*** Opening INFORMATION SHOWN ***

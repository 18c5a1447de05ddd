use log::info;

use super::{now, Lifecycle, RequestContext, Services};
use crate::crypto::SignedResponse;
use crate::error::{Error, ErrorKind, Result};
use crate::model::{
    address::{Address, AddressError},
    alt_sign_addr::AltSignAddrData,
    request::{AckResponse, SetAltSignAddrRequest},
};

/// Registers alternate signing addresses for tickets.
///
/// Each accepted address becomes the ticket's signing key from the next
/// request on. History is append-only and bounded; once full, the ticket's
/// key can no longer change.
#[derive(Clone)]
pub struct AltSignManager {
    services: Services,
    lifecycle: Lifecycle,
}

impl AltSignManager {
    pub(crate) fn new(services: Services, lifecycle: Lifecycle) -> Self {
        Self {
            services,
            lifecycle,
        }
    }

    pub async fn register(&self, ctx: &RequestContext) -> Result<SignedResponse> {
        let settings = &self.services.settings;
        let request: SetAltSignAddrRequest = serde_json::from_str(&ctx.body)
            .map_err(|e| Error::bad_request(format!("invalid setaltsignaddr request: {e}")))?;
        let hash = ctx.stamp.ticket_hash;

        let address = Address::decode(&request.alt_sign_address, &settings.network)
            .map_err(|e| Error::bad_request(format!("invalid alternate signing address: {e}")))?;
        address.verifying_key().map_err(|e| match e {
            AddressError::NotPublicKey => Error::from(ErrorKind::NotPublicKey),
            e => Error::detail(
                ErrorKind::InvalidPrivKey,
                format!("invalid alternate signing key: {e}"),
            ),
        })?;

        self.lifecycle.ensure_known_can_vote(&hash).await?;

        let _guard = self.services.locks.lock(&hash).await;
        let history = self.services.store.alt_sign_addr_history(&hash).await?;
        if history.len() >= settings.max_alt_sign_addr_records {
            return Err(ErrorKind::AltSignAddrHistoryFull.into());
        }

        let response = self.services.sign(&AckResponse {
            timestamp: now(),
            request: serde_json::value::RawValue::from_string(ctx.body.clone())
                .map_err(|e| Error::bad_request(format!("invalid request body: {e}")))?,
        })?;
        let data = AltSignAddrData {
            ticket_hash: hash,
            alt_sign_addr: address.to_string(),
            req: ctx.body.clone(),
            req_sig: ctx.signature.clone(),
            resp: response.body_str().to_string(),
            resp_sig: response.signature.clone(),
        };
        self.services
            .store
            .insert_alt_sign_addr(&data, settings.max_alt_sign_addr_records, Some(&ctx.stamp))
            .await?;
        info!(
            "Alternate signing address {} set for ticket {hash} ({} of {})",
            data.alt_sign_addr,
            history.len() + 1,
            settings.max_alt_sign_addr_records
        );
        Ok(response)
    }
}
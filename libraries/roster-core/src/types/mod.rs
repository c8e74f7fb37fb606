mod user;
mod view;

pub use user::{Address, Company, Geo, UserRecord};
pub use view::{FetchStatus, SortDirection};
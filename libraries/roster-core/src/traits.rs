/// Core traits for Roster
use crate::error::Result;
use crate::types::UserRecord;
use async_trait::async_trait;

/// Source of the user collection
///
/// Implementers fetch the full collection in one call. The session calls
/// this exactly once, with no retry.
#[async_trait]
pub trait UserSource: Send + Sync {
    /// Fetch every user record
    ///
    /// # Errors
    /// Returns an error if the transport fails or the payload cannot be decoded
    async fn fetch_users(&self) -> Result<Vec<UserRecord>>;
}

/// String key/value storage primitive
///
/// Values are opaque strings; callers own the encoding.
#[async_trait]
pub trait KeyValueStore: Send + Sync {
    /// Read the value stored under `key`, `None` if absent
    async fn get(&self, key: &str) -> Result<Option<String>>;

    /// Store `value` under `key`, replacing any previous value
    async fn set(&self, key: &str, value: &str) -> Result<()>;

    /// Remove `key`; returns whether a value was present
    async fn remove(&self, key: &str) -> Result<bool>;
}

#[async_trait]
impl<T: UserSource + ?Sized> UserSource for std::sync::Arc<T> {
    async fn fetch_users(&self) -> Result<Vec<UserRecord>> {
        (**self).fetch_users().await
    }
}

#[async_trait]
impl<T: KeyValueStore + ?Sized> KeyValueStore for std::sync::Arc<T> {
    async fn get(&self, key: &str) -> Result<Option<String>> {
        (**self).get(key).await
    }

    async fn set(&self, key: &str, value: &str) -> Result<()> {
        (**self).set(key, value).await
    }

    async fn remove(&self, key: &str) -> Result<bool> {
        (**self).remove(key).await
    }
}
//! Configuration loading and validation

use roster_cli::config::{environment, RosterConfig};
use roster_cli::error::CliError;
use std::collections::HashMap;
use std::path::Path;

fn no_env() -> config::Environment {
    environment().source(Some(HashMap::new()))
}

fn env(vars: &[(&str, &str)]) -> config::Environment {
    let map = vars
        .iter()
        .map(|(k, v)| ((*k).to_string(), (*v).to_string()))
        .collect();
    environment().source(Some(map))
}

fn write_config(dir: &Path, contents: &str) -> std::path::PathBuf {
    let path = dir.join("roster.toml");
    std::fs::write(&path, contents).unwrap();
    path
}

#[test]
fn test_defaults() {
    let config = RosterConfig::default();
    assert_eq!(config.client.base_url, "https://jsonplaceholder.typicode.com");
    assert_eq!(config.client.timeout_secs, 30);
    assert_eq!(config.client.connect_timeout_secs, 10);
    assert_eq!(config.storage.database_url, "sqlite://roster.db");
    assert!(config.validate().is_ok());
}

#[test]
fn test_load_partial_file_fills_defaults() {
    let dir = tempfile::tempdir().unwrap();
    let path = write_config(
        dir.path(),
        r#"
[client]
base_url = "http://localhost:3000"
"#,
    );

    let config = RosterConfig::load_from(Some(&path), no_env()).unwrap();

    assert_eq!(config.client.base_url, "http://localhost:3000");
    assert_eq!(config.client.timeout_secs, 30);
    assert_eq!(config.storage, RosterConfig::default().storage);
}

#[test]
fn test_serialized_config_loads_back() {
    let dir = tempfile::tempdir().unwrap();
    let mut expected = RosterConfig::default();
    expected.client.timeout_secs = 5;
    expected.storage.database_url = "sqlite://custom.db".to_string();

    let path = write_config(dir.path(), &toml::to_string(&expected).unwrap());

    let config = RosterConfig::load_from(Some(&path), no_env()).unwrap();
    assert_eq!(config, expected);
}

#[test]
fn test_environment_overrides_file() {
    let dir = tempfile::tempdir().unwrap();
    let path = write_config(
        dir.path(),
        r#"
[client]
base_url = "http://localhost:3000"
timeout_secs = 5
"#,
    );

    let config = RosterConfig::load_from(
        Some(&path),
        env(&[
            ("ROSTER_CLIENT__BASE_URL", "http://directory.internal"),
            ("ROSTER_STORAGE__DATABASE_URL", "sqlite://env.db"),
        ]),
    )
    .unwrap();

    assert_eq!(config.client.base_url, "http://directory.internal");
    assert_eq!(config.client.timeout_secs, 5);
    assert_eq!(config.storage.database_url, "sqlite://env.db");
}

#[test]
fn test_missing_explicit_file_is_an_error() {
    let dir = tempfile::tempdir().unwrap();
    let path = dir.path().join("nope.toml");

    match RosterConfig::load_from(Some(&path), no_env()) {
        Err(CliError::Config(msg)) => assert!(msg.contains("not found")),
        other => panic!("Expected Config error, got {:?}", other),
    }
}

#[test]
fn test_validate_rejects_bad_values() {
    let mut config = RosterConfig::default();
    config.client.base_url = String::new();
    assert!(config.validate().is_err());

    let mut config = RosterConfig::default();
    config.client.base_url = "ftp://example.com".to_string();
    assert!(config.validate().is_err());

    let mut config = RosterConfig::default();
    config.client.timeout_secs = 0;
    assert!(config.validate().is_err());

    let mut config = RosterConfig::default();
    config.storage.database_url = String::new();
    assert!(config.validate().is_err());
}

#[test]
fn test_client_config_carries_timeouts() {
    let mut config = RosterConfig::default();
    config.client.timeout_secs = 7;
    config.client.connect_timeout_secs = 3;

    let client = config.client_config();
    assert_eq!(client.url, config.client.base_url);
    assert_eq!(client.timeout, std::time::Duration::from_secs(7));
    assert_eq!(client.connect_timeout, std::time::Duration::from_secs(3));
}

*** Closing INFORMATION SHOWN ***

__WHAT YOU NEED TO DO__
Every line from the start of the listing through the line with "let settings = &self.services.settings;" should be reproduced exactly, and no other line.

__EXERCISE SOLUTION__
repository 18c5a1447de05ddd
use log::info;

use super::{now, Lifecycle, RequestContext, Services};
use crate::crypto::SignedResponse;
use crate::error::{Error, ErrorKind, Result};
use crate::model::{
    address::{Address, AddressError},
    alt_sign_addr::AltSignAddrData,
    request::{AckResponse, SetAltSignAddrRequest},
};

/// Registers alternate signing addresses for tickets.
///
/// Each accepted address becomes the ticket's signing key from the next
/// request on. History is append-only and bounded; once full, the ticket's
/// key can no longer change.
#[derive(Clone)]
pub struct AltSignManager {
    services: Services,
    lifecycle: Lifecycle,
}

impl AltSignManager {
    pub(crate) fn new(services: Services, lifecycle: Lifecycle) -> Self {
        Self {
            services,
            lifecycle,
        }
    }

    pub async fn register(&self, ctx: &RequestContext) -> Result<SignedResponse> {
        let settings = &self.services.settings;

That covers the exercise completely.